Bring in the clones
Two central and related questions I will be addressing as part of this VR Experience are:
1) How one can move a typically non-diegetic element (the narrator) to a diegetic element in a VR.
2) Whether one can effectively employ mechanisms such as voice cloning / text to speech APIs for the voice of the Storyteller (and perhaps other characters).
The advantage of such an approach (Voice Cloning / Text to Speech) would be that the story script can be adapted, and new audio generated dynamically without the need for re-recording voice talent. Together with AI elements (voice interaction by the user and responses / actions / intents) decoupling these elements from the core environment built (in the case of this project in Unity means the story and AI can enhanced over time without having to rebuild and rerelease the experience as a whole.
With this in mind, I have evaluated a number of AI based voice Cloning solutions and Text to Speech services. Assessing their support for Irish accents through existing “standard” voice models, Standard “Irish” voice model Support for SSML, support for custom voice creation, and ease of custom voice creation, and SDK / API access.
Why would you use standard voice models?
Whilst building custom voices is desirable, support for Irish voice models (even though there is of course no single “Irish” accent) via standard voice models is very important given multiple characters (beyond the narrator) that need to be included in the VR Experience I am building.
SSML
Another important factor is support for SSML (Speech Synthesis Markup Language). SSML allows for customization of a voice model including emphasis on specific words and sentences, pauses, pitch etc. Without this ability, the results are rather monotone.
Ease-of-Use
Whilst ease-of-use may not seem like the most significant concern, I believe it is when examining the practicalities of using cloned voices in a VR game or Experience. Furthermore the focus of this project is not primarily concerned with programmatic voice model generation of investigating voice-cloning systems in-depth. Where any voice cloning / text to speech service is targeting game and multimedia design and development agencies, the lack of a simple interface to allow voice talent (the voices to be cloned) to record samples is a major flaw in the process. Therefore, I think IBM, Amazon, and MS have work to do here.

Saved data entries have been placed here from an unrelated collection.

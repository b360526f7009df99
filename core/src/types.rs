/// Single coordinate axis used for board rows, columns and positions.
pub type Coord = u8;

/// Count type used for mine counts and total-cell counts.
pub type CellCount = u16;

/// Board position as `(row, col)`.
pub type Coord2 = (Coord, Coord);

pub trait ToNdIndex {
    type Output;
    fn to_nd_index(self) -> Self::Output;
}

impl ToNdIndex for Coord2 {
    type Output = [usize; 2];

    fn to_nd_index(self) -> Self::Output {
        [self.0.into(), self.1.into()]
    }
}

pub const fn mult(a: Coord, b: Coord) -> CellCount {
    (a as CellCount).saturating_mul(b as CellCount)
}

/// Moore neighborhood of a position, clipped to the board edges.
///
/// Walks the 3x3 block around `center` in row-major order and skips the
/// center itself, yielding at most 8 positions.
#[derive(Clone, Debug)]
pub struct Neighbors {
    center: Coord2,
    size: Coord2,
    step: u8,
}

impl Neighbors {
    pub fn new(center: Coord2, size: Coord2) -> Self {
        Self {
            center,
            size,
            step: 0,
        }
    }
}

fn offset(value: Coord, delta: i8, limit: Coord) -> Option<Coord> {
    let next = value.checked_add_signed(delta)?;
    (next < limit).then_some(next)
}

impl Iterator for Neighbors {
    type Item = Coord2;

    fn next(&mut self) -> Option<Self::Item> {
        while self.step < 9 {
            let step = self.step;
            self.step += 1;
            if step == 4 {
                continue;
            }

            let dr = (step / 3) as i8 - 1;
            let dc = (step % 3) as i8 - 1;
            let row = offset(self.center.0, dr, self.size.0);
            let col = offset(self.center.1, dc, self.size.1);
            if let (Some(row), Some(col)) = (row, col) {
                return Some((row, col));
            }
        }
        None
    }
}

#[cfg(test)]
mod tests {
    use super::*;
    use alloc::vec::Vec;

    #[test]
    fn corner_has_three_neighbors() {
        let found: Vec<_> = Neighbors::new((0, 0), (3, 3)).collect();
        assert_eq!(found, [(0, 1), (1, 0), (1, 1)]);
    }

    #[test]
    fn interior_has_eight_neighbors() {
        assert_eq!(Neighbors::new((1, 1), (3, 3)).count(), 8);
    }

    #[test]
    fn single_cell_board_has_no_neighbors() {
        assert_eq!(Neighbors::new((0, 0), (1, 1)).count(), 0);
    }

    #[test]
    fn far_edge_is_clipped() {
        let found: Vec<_> = Neighbors::new((2, 4), (3, 5)).collect();
        assert_eq!(found, [(1, 3), (1, 4), (2, 3)]);
    }
}
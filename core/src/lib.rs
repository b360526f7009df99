#![no_std]

extern crate alloc;

use rand::Rng;

pub use board::*;
pub use cipher::{Cipher, CipherKind};
pub use difficulty::*;
pub use error::*;
pub use generator::*;
pub use placement::*;
pub use reveal::*;
pub use session::*;
pub use types::*;
pub use words::*;

pub mod cipher;

mod board;
mod difficulty;
mod error;
mod generator;
mod placement;
mod reveal;
mod session;
mod types;
mod words;

/// Starts a round from the names a host receives, drawing the word from the
/// built-in bank.
pub fn new_session<R: Rng + ?Sized>(
    difficulty: &str,
    cipher_id: &str,
    key: Option<&str>,
    rng: &mut R,
) -> Result<GameSession> {
    let config = SessionConfig::parse(difficulty, cipher_id, key)?;
    GameSession::setup(&config, &WordBank::builtin(), rng)
}
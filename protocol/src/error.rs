use minecipher_core::{CipherError, GameError};
use serde::{Deserialize, Serialize};
use thiserror::Error;

/// Error body returned to hosts in place of a response.
#[derive(Error, Clone, Debug, PartialEq, Eq, Serialize, Deserialize)]
#[error("{message}")]
pub struct ErrorResponse {
    pub message: String,
}

impl ErrorResponse {
    pub fn new(message: impl Into<String>) -> Self {
        Self {
            message: message.into(),
        }
    }
}

impl From<CipherError> for ErrorResponse {
    fn from(err: CipherError) -> Self {
        Self::new(err.to_string())
    }
}

impl From<GameError> for ErrorResponse {
    fn from(err: GameError) -> Self {
        Self::new(err.to_string())
    }
}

Resemble.ai provide a simple interface for custom voice creation online, albeit rather buggy in its current state. Batches of audio samples were not saved by the system, and the system kept demanding more and more audio samples (over 200 were recorded via the system) where 50 should suffice. Additionally, the generated custom voice needed some clean-up and the results are a little disappointing.
SAMPLE RESULTS
The generated voice, when compared to the original, sounds like a slightly depressed drunk robot. This may be due to the lack of support for SSML with custom voices. Or at least with the generated custom voice in question. This appears to be another issue in the system as SSML is supported in the editor interface, but the voice cannot be generated where emphasis tags are used.
Here is a sample of the REAL VOICE ACTOR:
Here is the RESEMBLE.AI CLONED VOICE / system generated sample
(no SSML due to issues):
I hope the above results can be improved upon and the SSML issues fixed. Resemble.ai have a nice system but it does need improvement, and from my perspective, the pricing model needs rethinking quite drastically.
Based on my assessment to date, the Edinburgh base CercProc (members of their team are University of Edinburgh alumni) offer the best solution in terms of standard Irish voice support. I have yet to fully test voice creation. Furthermore, they offer access under an academic license.
Given the need to support a range of characters, I may use both MS Azure, Resemble.ai and CercProc generated voices, as well as voice actor recordings in the final project. This will also be useful for comparative evaluation.